Task item ▸
Could you restate word for word every line from the one containing "let reply: ExecuteReply" to the end of the records, and nothing else?

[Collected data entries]
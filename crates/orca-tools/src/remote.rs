use async_trait::async_trait;
use serde::{Deserialize, Serialize};
use serde_json::{Map, Value};
use std::time::Duration;
use tracing::{debug, warn};

use orca_core::{OrcaError, Result, ToolAction, ToolCall, ToolDef, ToolExecutor, ToolRegistry, ToolResult};

pub const DEFAULT_REMOTE_URL: &str = "http://localhost:9100";
const DEFAULT_TIMEOUT: Duration = Duration::from_secs(15);

/// Client for a remote tool-dispatch service.
///
/// * `GET  {base}/v1/tools?userId=..&projectId=..` → `[ToolDef]`
/// * `POST {base}/v1/tools/execute` with `{name, action, userId, projectId, params}`
///   → `{success, data, message, error}`
pub struct RemoteToolService {
    client: reqwest::Client,
    base_url: String,
    auth_token: Option<String>,
}

#[derive(Debug, Serialize)]
#[serde(rename_all = "camelCase")]
struct ExecuteEnvelope {
    name: String,
    action: String,
    #[serde(skip_serializing_if = "String::is_empty")]
    user_id: String,
    #[serde(skip_serializing_if = "String::is_empty")]
    project_id: String,
    params: Map<String, Value>,
}

#[derive(Debug, Deserialize)]
struct ExecuteReply {
    #[serde(default)]
    success: bool,
    #[serde(default)]
    data: Option<Map<String, Value>>,
    #[serde(default)]
    message: String,
    #[serde(default)]
    error: String,
}

#[derive(Debug, Deserialize)]
struct WireTool {
    name: String,
    #[serde(default)]
    description: String,
    #[serde(default)]
    actions: Vec<WireAction>,
}

#[derive(Debug, Deserialize)]
struct WireAction {
    name: String,
    #[serde(default)]
    description: String,
    /// Either schema text or an inline JSON object.
    #[serde(default, rename = "inputSchema", alias = "input_schema")]
    input_schema: Value,
}

impl From<WireTool> for ToolDef {
    fn from(t: WireTool) -> Self {
        let mut def = ToolDef::new(t.name, t.description);
        for a in t.actions {
            let schema = match a.input_schema {
                Value::Null => String::new(),
                Value::String(s) => s,
                other => other.to_string(),
            };
            def = def.with_action(ToolAction::new(a.name, a.description).with_schema(schema));
        }
        def
    }
}

impl RemoteToolService {
    /// An empty `base_url` selects [`DEFAULT_REMOTE_URL`].
    pub fn new(base_url: &str) -> Self {
        let base_url = if base_url.trim().is_empty() {
            DEFAULT_REMOTE_URL
        } else {
            base_url.trim()
        };
        Self {
            client: reqwest::Client::builder()
                .timeout(DEFAULT_TIMEOUT)
                .build()
                .unwrap_or_default(),
            base_url: base_url.trim_end_matches('/').to_string(),
            auth_token: None,
        }
    }

    pub fn with_auth_token(mut self, token: impl Into<String>) -> Self {
        let token = token.into();
        self.auth_token = (!token.is_empty()).then_some(token);
        self
    }

    pub fn with_timeout(mut self, timeout: Duration) -> Self {
        match reqwest::Client::builder().timeout(timeout).build() {
            Ok(client) => self.client = client,
            Err(e) => warn!(error = %e, "failed to build HTTP client, keeping default"),
        }
        self
    }

    pub fn base_url(&self) -> &str {
        &self.base_url
    }

    fn authorize(&self, req: reqwest::RequestBuilder) -> reqwest::RequestBuilder {
        match self.auth_token {
            Some(ref token) => req.bearer_auth(token),
            None => req,
        }
    }

    /// Move `userId`/`projectId` out of the call's params into the envelope.
    fn envelope(call: &ToolCall) -> ExecuteEnvelope {
        let mut params = call.args.clone();
        let mut take = |key: &str| match params.remove(key) {
            Some(Value::String(s)) => s,
            _ => String::new(),
        };
        let user_id = take("userId");
        let project_id = take("projectId");
        ExecuteEnvelope {
            name: call.name.clone(),
            action: call.action.clone(),
            user_id,
            project_id,
            params,
        }
    }

    fn into_result(tool: &str, reply: ExecuteReply) -> Result<ToolResult> {
        if !reply.error.is_empty() {
            return Err(OrcaError::ToolExecution {
                tool: tool.to_string(),
                reason: reply.error,
            });
        }
        Ok(ToolResult {
            success: reply.success,
            data: reply.data.unwrap_or_default(),
            message: reply.message,
        })
    }
}

#[async_trait]
impl ToolRegistry for RemoteToolService {
    async fn list_tools(&self, user_id: &str, project_id: &str) -> Result<Vec<ToolDef>> {
        let mut query = Vec::with_capacity(2);
        if !user_id.is_empty() {
            query.push(("userId", user_id));
        }
        if !project_id.is_empty() {
            query.push(("projectId", project_id));
        }

        let resp = self
            .authorize(self.client.get(format!("{}/v1/tools", self.base_url)))
            .query(&query)
            .send()
            .await
            .map_err(|e| OrcaError::ToolCatalog(e.to_string()))?;

        let status = resp.status();
        if !status.is_success() {
            return Err(OrcaError::ToolCatalog(format!(
                "list tools failed: HTTP {}",
                status.as_u16()
            )));
        }

        let tools: Vec<WireTool> = resp
            .json()
            .await
            .map_err(|e| OrcaError::ToolCatalog(e.to_string()))?;
        debug!(count = tools.len(), "listed remote tools");
        Ok(tools.into_iter().map(ToolDef::from).collect())
    }
}

#[async_trait]
impl ToolExecutor for RemoteToolService {
    async fn execute(&self, call: &ToolCall) -> Result<ToolResult> {
        let fail = |reason: String| OrcaError::ToolExecution {
            tool: call.name.clone(),
            reason,
        };

        let resp = self
            .authorize(self.client.post(format!("{}/v1/tools/execute", self.base_url)))
            .json(&Self::envelope(call))
            .send()
            .await
            .map_err(|e| fail(e.to_string()))?;

        let status = resp.status();
        if !status.is_success() {
            return Err(fail(format!("execute failed: HTTP {}", status.as_u16())));
        }

        let reply: ExecuteReply = resp.json().await.map_err(|e| fail(e.to_string()))?;
        Self::into_result(&call.name, reply)
    }
}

Answer box ▸
        let reply: ExecuteReply = resp.json().await.map_err(|e| fail(e.to_string()))?;
        Self::into_result(&call.name, reply)
    }
}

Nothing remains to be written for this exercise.